▶ What is required
Restate the records in full, so that each line matches the original exactly.

══════════════════════════════

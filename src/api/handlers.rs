use axum::{
    extract::{multipart::MultipartRejection, Multipart, Path, Query, State},
    http::StatusCode,
    Json,
};
use serde::{Deserialize, Serialize};

use crate::catalog::{self, SearchParams};
use crate::db::entities::pokemon;
use crate::error::{parse_id, PokedexError};
use crate::forms::read_multipart;
use crate::forms::requests::{CreateRequest, UpdateRequest};
use crate::AppState;

#[derive(Debug, Serialize, Deserialize)]
pub struct ListResponse {
    pub message: String,
    pub pokemons: Vec<pokemon::Model>,
}

#[derive(Debug, Serialize, Deserialize)]
pub struct CreatedResponse {
    pub message: String,
    pub pokemon: pokemon::Model,
}

#[derive(Debug, Serialize, Deserialize)]
pub struct DeletedResponse {
    pub message: String,
    #[serde(rename = "deletedPokemon")]
    pub deleted_pokemon: pokemon::Model,
}

/// GET /pokemon?search=&filter=
pub async fn list_pokemons(
    State(state): State<AppState>,
    Query(params): Query<SearchParams>,
) -> Result<Json<ListResponse>, PokedexError> {
    let pokemons = catalog::list(&state.db, &params).await?;
    tracing::debug!(
        search = ?params.search,
        filter = ?params.filter,
        count = pokemons.len(),
        "Listed Pokémon"
    );

    Ok(Json(ListResponse {
        message: "Pokémon retrieved successfully.".to_string(),
        pokemons,
    }))
}

/// POST /pokemon (multipart)
pub async fn create_pokemon(
    State(state): State<AppState>,
    multipart: Result<Multipart, MultipartRejection>,
) -> Result<(StatusCode, Json<CreatedResponse>), PokedexError> {
    let form = read_multipart(multipart?).await?;
    let request = CreateRequest::from_form(form)?;
    let pokemon = state.coordinator.create(request).await?;

    Ok((
        StatusCode::CREATED,
        Json(CreatedResponse {
            message: "New Pokémon created successfully.".to_string(),
            pokemon,
        }),
    ))
}

/// GET /pokemon/:id
pub async fn get_pokemon(
    State(state): State<AppState>,
    Path(id): Path<String>,
) -> Result<Json<pokemon::Model>, PokedexError> {
    let id = parse_id(&id)?;
    Ok(Json(catalog::find(&state.db, id).await?))
}

/// PUT /pokemon/:id (sparse multipart)
pub async fn update_pokemon(
    State(state): State<AppState>,
    Path(id): Path<String>,
    multipart: Result<Multipart, MultipartRejection>,
) -> Result<Json<pokemon::Model>, PokedexError> {
    let id = parse_id(&id)?;
    let form = read_multipart(multipart?).await?;
    let request = UpdateRequest::from_form(form)?;
    Ok(Json(state.coordinator.update(id, request).await?))
}

/// DELETE /pokemon/:id
pub async fn delete_pokemon(
    State(state): State<AppState>,
    Path(id): Path<String>,
) -> Result<Json<DeletedResponse>, PokedexError> {
    let id = parse_id(&id)?;
    let deleted_pokemon = catalog::delete(&state.db, id).await?;
    tracing::info!(id, name = %deleted_pokemon.name, "Pokémon deleted");

    Ok(Json(DeletedResponse {
        message: "Pokémon deleted successfully".to_string(),
        deleted_pokemon,
    }))
}

/// GET /health
pub async fn health(State(state): State<AppState>) -> Result<Json<serde_json::Value>, PokedexError> {
    state.db.ping().await?;
    Ok(Json(serde_json::json!({ "status": "ok" })))
}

══════════════════════════════

▶ Task solution
filename src/api/handlers.rs
use axum::{
    extract::{multipart::MultipartRejection, Multipart, Path, Query, State},
    http::StatusCode,
    Json,
};
use serde::{Deserialize, Serialize};

use crate::catalog::{self, SearchParams};
use crate::db::entities::pokemon;
use crate::error::{parse_id, PokedexError};
use crate::forms::read_multipart;
use crate::forms::requests::{CreateRequest, UpdateRequest};
use crate::AppState;

#[derive(Debug, Serialize, Deserialize)]
pub struct ListResponse {
    pub message: String,
    pub pokemons: Vec<pokemon::Model>,
}

#[derive(Debug, Serialize, Deserialize)]
pub struct CreatedResponse {
    pub message: String,
    pub pokemon: pokemon::Model,
}

#[derive(Debug, Serialize, Deserialize)]
pub struct DeletedResponse {
    pub message: String,
    #[serde(rename = "deletedPokemon")]
    pub deleted_pokemon: pokemon::Model,
}

/// GET /pokemon?search=&filter=
pub async fn list_pokemons(
    State(state): State<AppState>,
    Query(params): Query<SearchParams>,
) -> Result<Json<ListResponse>, PokedexError> {
    let pokemons = catalog::list(&state.db, &params).await?;
    tracing::debug!(
        search = ?params.search,
        filter = ?params.filter,
        count = pokemons.len(),
        "Listed Pokémon"
    );

    Ok(Json(ListResponse {
        message: "Pokémon retrieved successfully.".to_string(),
        pokemons,
    }))
}

/// POST /pokemon (multipart)
pub async fn create_pokemon(
    State(state): State<AppState>,
    multipart: Result<Multipart, MultipartRejection>,
) -> Result<(StatusCode, Json<CreatedResponse>), PokedexError> {
    let form = read_multipart(multipart?).await?;
    let request = CreateRequest::from_form(form)?;
    let pokemon = state.coordinator.create(request).await?;

    Ok((
        StatusCode::CREATED,
        Json(CreatedResponse {
            message: "New Pokémon created successfully.".to_string(),
            pokemon,
        }),
    ))
}

/// GET /pokemon/:id
pub async fn get_pokemon(
    State(state): State<AppState>,
    Path(id): Path<String>,
) -> Result<Json<pokemon::Model>, PokedexError> {
    let id = parse_id(&id)?;
    Ok(Json(catalog::find(&state.db, id).await?))
}

/// PUT /pokemon/:id (sparse multipart)
pub async fn update_pokemon(
    State(state): State<AppState>,
    Path(id): Path<String>,
    multipart: Result<Multipart, MultipartRejection>,
) -> Result<Json<pokemon::Model>, PokedexError> {
    let id = parse_id(&id)?;
    let form = read_multipart(multipart?).await?;
    let request = UpdateRequest::from_form(form)?;
    Ok(Json(state.coordinator.update(id, request).await?))
}

/// DELETE /pokemon/:id
pub async fn delete_pokemon(
    State(state): State<AppState>,
    Path(id): Path<String>,
) -> Result<Json<DeletedResponse>, PokedexError> {
    let id = parse_id(&id)?;
    let deleted_pokemon = catalog::delete(&state.db, id).await?;
    tracing::info!(id, name = %deleted_pokemon.name, "Pokémon deleted");

    Ok(Json(DeletedResponse {
        message: "Pokémon deleted successfully".to_string(),
        deleted_pokemon,
    }))
}

/// GET /health
pub async fn health(State(state): State<AppState>) -> Result<Json<serde_json::Value>, PokedexError> {
    state.db.ping().await?;
    Ok(Json(serde_json::json!({ "status": "ok" })))
}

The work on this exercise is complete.